Reproduce precisely the lines of the listing below, starting with the line that contains "of Telegram HTML." and stopping after the line that contains "#[allow(clippy::expect_used)]"; include nothing else.
Start of Block
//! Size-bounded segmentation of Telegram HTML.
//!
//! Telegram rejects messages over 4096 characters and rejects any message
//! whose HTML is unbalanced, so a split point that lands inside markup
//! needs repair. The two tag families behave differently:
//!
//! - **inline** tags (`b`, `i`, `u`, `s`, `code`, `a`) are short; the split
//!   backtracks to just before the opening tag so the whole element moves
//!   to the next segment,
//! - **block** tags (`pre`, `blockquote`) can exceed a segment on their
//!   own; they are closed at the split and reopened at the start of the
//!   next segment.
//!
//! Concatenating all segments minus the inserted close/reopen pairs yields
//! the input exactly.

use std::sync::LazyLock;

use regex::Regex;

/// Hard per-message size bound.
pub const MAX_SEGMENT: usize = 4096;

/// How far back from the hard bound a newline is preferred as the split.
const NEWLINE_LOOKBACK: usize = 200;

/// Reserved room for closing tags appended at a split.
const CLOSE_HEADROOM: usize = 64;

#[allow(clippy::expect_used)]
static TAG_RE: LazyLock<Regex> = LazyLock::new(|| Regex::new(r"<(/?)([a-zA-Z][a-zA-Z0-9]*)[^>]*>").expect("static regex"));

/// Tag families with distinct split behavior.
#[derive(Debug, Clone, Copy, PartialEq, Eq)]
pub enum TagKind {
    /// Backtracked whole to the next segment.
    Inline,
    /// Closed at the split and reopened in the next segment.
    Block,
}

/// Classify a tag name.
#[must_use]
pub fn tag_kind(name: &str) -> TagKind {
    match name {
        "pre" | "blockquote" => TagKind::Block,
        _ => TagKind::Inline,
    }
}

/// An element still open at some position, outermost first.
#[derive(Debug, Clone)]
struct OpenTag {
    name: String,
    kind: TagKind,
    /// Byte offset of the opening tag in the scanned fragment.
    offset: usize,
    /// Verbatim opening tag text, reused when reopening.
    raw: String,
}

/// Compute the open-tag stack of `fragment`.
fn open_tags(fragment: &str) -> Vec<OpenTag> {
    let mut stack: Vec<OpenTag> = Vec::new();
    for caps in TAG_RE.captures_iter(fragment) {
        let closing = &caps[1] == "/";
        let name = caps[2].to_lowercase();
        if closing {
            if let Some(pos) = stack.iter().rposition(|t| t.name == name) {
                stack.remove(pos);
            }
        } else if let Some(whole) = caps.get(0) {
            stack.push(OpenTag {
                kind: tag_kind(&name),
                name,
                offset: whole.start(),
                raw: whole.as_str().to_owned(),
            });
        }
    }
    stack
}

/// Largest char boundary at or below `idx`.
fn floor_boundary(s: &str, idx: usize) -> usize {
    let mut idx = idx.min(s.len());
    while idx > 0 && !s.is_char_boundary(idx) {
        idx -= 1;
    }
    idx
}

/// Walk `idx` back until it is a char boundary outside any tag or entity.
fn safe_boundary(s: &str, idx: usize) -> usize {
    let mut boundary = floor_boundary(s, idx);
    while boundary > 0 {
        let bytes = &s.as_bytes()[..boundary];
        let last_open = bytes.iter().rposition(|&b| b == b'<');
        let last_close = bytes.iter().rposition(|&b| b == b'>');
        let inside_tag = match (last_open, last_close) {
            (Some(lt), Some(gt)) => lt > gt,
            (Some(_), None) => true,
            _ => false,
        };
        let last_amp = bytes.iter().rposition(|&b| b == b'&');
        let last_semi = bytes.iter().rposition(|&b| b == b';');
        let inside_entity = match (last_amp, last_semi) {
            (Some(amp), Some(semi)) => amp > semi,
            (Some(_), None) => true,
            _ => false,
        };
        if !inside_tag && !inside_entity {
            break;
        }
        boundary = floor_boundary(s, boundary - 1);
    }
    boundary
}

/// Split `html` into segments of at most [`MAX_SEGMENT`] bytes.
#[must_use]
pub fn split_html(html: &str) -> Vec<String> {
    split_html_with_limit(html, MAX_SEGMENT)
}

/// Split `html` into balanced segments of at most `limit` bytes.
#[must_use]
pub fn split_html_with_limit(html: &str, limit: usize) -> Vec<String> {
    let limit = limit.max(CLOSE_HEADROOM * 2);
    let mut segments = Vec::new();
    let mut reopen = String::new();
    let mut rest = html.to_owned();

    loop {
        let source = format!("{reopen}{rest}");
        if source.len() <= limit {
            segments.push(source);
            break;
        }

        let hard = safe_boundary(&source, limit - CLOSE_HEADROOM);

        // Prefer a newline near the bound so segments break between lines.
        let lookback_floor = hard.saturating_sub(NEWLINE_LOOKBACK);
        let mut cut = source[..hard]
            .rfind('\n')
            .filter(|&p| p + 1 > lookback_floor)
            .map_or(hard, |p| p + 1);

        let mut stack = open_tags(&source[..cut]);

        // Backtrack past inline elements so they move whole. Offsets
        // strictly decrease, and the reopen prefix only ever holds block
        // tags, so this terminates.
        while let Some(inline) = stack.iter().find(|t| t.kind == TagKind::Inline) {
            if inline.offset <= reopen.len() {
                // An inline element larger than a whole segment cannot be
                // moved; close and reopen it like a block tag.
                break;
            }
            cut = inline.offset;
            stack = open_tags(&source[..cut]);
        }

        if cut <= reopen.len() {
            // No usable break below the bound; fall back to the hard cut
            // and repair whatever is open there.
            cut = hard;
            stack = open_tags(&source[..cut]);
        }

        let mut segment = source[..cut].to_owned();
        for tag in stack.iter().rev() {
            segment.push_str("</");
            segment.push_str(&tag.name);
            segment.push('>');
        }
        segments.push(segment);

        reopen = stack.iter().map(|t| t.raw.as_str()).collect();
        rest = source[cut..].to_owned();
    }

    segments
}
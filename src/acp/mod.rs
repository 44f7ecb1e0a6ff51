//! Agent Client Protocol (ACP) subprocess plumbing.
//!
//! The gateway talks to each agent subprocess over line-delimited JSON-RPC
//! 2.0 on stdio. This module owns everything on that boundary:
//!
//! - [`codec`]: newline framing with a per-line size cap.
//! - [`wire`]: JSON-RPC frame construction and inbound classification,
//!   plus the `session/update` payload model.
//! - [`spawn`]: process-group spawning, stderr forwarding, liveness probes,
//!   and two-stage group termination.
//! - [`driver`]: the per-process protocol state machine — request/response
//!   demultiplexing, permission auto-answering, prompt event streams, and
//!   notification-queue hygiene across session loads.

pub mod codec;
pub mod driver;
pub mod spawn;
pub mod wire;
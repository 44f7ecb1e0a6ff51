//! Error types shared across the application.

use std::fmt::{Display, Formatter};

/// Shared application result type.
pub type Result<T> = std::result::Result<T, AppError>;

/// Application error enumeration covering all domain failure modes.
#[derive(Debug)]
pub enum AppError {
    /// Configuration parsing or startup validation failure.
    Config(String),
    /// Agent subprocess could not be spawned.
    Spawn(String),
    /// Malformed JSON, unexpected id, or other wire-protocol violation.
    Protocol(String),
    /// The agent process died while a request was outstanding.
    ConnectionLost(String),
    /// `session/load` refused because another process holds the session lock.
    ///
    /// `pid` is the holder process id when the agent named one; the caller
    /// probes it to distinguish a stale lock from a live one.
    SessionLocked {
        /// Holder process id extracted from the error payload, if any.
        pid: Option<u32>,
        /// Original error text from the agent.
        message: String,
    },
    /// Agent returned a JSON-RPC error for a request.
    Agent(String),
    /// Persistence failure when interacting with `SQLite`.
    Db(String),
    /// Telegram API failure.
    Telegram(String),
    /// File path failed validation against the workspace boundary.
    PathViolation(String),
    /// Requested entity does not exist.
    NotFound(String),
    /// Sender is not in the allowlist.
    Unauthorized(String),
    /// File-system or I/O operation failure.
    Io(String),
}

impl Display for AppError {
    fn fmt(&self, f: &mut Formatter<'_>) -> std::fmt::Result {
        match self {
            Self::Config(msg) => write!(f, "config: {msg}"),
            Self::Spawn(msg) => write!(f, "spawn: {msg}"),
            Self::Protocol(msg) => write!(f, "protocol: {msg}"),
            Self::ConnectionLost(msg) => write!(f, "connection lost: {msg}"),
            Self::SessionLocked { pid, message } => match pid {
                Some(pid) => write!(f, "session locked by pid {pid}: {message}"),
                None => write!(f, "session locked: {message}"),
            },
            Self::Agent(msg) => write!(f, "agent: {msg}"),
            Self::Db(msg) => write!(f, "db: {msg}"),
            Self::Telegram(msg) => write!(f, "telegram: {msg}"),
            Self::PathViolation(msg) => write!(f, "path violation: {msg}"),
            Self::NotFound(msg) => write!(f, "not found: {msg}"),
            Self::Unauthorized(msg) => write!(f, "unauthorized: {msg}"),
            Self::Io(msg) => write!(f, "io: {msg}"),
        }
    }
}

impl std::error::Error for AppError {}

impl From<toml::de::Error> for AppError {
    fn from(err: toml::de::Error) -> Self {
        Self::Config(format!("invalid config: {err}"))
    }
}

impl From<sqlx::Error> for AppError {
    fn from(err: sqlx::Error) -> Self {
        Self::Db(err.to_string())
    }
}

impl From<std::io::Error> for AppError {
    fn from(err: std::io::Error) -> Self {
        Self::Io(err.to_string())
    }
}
End of Block
Start of Block
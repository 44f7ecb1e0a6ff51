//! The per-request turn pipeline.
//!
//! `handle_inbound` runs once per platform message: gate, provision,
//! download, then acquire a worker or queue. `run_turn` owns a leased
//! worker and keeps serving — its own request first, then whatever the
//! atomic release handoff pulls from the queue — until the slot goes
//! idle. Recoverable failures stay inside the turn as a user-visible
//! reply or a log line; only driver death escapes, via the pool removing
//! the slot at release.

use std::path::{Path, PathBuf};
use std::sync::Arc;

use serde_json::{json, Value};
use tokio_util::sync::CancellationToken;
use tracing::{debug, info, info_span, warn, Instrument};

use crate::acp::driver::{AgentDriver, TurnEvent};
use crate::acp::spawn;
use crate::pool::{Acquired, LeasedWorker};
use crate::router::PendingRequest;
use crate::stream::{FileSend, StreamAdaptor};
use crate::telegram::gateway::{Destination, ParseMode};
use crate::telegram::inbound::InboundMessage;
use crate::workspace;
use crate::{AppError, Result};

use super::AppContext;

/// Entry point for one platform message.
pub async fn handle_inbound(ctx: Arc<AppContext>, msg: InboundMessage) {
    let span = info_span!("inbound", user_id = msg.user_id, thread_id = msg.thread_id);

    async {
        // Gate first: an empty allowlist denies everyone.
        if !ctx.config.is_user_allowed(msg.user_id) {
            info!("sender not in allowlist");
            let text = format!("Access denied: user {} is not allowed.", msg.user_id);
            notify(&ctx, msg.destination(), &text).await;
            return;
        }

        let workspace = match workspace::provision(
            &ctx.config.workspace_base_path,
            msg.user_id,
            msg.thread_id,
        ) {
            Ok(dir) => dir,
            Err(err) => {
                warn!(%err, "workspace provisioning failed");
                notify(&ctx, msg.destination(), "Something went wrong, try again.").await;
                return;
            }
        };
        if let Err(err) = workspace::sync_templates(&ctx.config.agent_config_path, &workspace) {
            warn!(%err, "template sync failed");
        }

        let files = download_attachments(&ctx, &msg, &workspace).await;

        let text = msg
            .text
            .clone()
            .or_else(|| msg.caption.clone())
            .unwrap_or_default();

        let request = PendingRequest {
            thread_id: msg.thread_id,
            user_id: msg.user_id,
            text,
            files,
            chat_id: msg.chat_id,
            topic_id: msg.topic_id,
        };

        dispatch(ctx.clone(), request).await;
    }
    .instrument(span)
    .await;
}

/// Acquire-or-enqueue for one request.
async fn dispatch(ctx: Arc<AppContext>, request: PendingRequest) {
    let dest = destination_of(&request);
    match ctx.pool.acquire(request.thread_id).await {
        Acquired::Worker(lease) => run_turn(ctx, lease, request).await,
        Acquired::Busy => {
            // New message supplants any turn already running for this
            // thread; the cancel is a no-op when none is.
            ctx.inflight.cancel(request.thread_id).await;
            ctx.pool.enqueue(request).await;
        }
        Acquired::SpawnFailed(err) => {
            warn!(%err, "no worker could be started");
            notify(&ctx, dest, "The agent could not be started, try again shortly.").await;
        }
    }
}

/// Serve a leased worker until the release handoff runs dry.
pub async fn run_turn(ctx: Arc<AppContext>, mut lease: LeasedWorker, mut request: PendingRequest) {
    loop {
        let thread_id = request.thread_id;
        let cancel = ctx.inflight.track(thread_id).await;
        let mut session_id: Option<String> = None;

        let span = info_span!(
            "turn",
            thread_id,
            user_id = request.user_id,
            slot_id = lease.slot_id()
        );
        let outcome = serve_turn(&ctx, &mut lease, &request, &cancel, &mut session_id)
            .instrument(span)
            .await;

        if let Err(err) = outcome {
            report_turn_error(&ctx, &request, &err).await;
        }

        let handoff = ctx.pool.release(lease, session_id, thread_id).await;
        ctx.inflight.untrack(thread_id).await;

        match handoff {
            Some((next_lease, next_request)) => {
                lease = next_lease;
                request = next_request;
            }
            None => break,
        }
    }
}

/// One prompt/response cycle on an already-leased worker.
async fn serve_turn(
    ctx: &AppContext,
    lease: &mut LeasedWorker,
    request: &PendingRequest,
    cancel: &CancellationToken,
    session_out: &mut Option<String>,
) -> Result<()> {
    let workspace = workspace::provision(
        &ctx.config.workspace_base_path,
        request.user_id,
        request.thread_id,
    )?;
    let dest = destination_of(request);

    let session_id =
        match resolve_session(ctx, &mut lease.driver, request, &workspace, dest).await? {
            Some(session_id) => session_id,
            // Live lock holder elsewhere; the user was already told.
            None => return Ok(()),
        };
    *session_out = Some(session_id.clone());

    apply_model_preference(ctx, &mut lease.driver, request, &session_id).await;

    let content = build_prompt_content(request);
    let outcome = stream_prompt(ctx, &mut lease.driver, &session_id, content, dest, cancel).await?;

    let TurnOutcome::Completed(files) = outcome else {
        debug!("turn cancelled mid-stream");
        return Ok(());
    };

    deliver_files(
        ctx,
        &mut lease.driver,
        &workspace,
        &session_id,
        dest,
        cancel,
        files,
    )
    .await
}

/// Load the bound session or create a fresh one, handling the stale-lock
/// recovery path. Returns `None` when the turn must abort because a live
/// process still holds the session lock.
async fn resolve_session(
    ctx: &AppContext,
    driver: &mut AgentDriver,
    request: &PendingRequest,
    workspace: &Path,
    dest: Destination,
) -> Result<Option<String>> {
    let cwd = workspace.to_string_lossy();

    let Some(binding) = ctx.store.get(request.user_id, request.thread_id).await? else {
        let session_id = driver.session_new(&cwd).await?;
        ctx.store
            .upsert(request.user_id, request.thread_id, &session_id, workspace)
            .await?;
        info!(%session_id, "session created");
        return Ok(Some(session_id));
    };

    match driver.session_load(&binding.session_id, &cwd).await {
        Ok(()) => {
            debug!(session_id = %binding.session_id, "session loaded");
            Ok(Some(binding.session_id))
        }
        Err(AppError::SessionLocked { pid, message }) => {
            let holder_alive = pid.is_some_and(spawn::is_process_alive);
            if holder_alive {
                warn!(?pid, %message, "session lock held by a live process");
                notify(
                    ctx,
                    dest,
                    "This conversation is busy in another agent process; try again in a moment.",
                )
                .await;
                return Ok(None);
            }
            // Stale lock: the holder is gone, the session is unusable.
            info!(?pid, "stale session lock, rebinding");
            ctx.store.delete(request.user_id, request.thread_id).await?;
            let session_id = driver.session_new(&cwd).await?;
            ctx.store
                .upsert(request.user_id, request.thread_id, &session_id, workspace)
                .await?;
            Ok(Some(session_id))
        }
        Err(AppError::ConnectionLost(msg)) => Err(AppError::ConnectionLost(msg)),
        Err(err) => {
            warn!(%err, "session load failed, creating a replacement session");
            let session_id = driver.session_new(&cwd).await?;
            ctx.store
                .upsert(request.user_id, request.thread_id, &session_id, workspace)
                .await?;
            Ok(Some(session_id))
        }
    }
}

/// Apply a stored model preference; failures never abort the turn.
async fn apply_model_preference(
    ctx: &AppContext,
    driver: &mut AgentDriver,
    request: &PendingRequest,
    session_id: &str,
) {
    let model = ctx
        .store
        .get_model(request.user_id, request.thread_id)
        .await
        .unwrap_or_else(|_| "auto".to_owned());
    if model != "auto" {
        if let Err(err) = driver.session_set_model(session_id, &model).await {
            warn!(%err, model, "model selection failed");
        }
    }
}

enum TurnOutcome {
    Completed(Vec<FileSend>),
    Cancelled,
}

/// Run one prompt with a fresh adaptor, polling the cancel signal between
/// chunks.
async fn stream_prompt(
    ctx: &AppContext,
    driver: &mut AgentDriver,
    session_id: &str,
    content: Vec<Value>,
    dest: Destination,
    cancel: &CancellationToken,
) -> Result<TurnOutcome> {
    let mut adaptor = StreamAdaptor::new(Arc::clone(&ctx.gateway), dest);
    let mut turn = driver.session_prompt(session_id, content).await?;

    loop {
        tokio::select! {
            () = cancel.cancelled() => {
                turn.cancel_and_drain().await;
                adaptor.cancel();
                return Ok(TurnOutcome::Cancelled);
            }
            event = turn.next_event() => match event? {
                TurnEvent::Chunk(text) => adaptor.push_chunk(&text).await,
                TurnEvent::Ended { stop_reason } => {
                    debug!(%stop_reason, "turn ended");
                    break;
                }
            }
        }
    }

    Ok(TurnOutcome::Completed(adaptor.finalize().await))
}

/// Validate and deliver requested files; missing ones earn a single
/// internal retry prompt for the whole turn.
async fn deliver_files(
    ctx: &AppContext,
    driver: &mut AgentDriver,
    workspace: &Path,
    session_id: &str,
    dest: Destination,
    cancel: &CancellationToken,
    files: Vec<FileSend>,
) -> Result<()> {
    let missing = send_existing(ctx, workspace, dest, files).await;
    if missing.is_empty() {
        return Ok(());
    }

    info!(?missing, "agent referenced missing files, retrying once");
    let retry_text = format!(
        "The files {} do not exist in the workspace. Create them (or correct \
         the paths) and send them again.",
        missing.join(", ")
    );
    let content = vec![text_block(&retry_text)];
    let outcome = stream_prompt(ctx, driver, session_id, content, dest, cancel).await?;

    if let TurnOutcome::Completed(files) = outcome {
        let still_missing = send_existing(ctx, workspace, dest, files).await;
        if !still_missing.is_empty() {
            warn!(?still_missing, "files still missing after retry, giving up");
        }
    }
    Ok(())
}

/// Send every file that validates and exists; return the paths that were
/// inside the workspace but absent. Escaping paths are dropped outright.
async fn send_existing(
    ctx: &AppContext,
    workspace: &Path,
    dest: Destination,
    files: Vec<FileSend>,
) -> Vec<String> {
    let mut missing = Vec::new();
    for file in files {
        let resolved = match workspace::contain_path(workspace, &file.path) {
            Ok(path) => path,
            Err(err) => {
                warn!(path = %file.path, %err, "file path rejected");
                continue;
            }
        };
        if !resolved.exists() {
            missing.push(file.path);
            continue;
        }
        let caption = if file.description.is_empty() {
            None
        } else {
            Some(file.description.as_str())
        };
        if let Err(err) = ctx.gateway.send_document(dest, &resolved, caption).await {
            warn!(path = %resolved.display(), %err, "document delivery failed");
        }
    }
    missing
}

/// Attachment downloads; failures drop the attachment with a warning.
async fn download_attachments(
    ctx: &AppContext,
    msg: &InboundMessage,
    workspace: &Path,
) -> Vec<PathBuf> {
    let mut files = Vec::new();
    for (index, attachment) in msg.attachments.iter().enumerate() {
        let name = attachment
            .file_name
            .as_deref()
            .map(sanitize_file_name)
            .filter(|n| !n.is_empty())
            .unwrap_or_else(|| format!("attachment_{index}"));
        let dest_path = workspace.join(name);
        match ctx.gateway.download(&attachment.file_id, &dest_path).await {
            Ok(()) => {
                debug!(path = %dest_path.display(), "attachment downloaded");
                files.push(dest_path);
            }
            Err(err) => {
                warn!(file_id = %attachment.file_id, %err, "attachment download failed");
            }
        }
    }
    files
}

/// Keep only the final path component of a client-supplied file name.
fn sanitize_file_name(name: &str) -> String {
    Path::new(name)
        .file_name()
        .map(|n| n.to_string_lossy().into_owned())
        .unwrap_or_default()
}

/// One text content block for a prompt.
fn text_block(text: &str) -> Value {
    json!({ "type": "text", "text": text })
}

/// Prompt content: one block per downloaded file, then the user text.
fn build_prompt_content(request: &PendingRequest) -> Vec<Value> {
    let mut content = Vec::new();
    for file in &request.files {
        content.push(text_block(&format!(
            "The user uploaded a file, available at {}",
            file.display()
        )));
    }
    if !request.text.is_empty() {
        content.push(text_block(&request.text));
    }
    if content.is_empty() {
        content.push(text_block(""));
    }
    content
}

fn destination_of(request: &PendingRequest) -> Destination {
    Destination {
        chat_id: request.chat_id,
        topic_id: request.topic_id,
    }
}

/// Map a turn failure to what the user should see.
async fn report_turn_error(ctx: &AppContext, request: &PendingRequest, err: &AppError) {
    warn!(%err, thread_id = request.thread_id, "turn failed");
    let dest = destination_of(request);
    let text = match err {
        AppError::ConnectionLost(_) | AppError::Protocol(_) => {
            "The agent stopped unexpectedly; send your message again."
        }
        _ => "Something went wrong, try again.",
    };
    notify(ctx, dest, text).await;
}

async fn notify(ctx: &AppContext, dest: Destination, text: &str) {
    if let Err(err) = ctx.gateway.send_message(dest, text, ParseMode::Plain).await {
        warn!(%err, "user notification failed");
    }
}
End of Block
RESPONSE TO THIS TASK:
//! Size-bounded segmentation of Telegram HTML.
//!
//! Telegram rejects messages over 4096 characters and rejects any message
//! whose HTML is unbalanced, so a split point that lands inside markup
//! needs repair. The two tag families behave differently:
//!
//! - **inline** tags (`b`, `i`, `u`, `s`, `code`, `a`) are short; the split
//!   backtracks to just before the opening tag so the whole element moves
//!   to the next segment,
//! - **block** tags (`pre`, `blockquote`) can exceed a segment on their
//!   own; they are closed at the split and reopened at the start of the
//!   next segment.
//!
//! Concatenating all segments minus the inserted close/reopen pairs yields
//! the input exactly.

use std::sync::LazyLock;

use regex::Regex;

/// Hard per-message size bound.
pub const MAX_SEGMENT: usize = 4096;

/// How far back from the hard bound a newline is preferred as the split.
const NEWLINE_LOOKBACK: usize = 200;

/// Reserved room for closing tags appended at a split.
const CLOSE_HEADROOM: usize = 64;

#[allow(clippy::expect_used)]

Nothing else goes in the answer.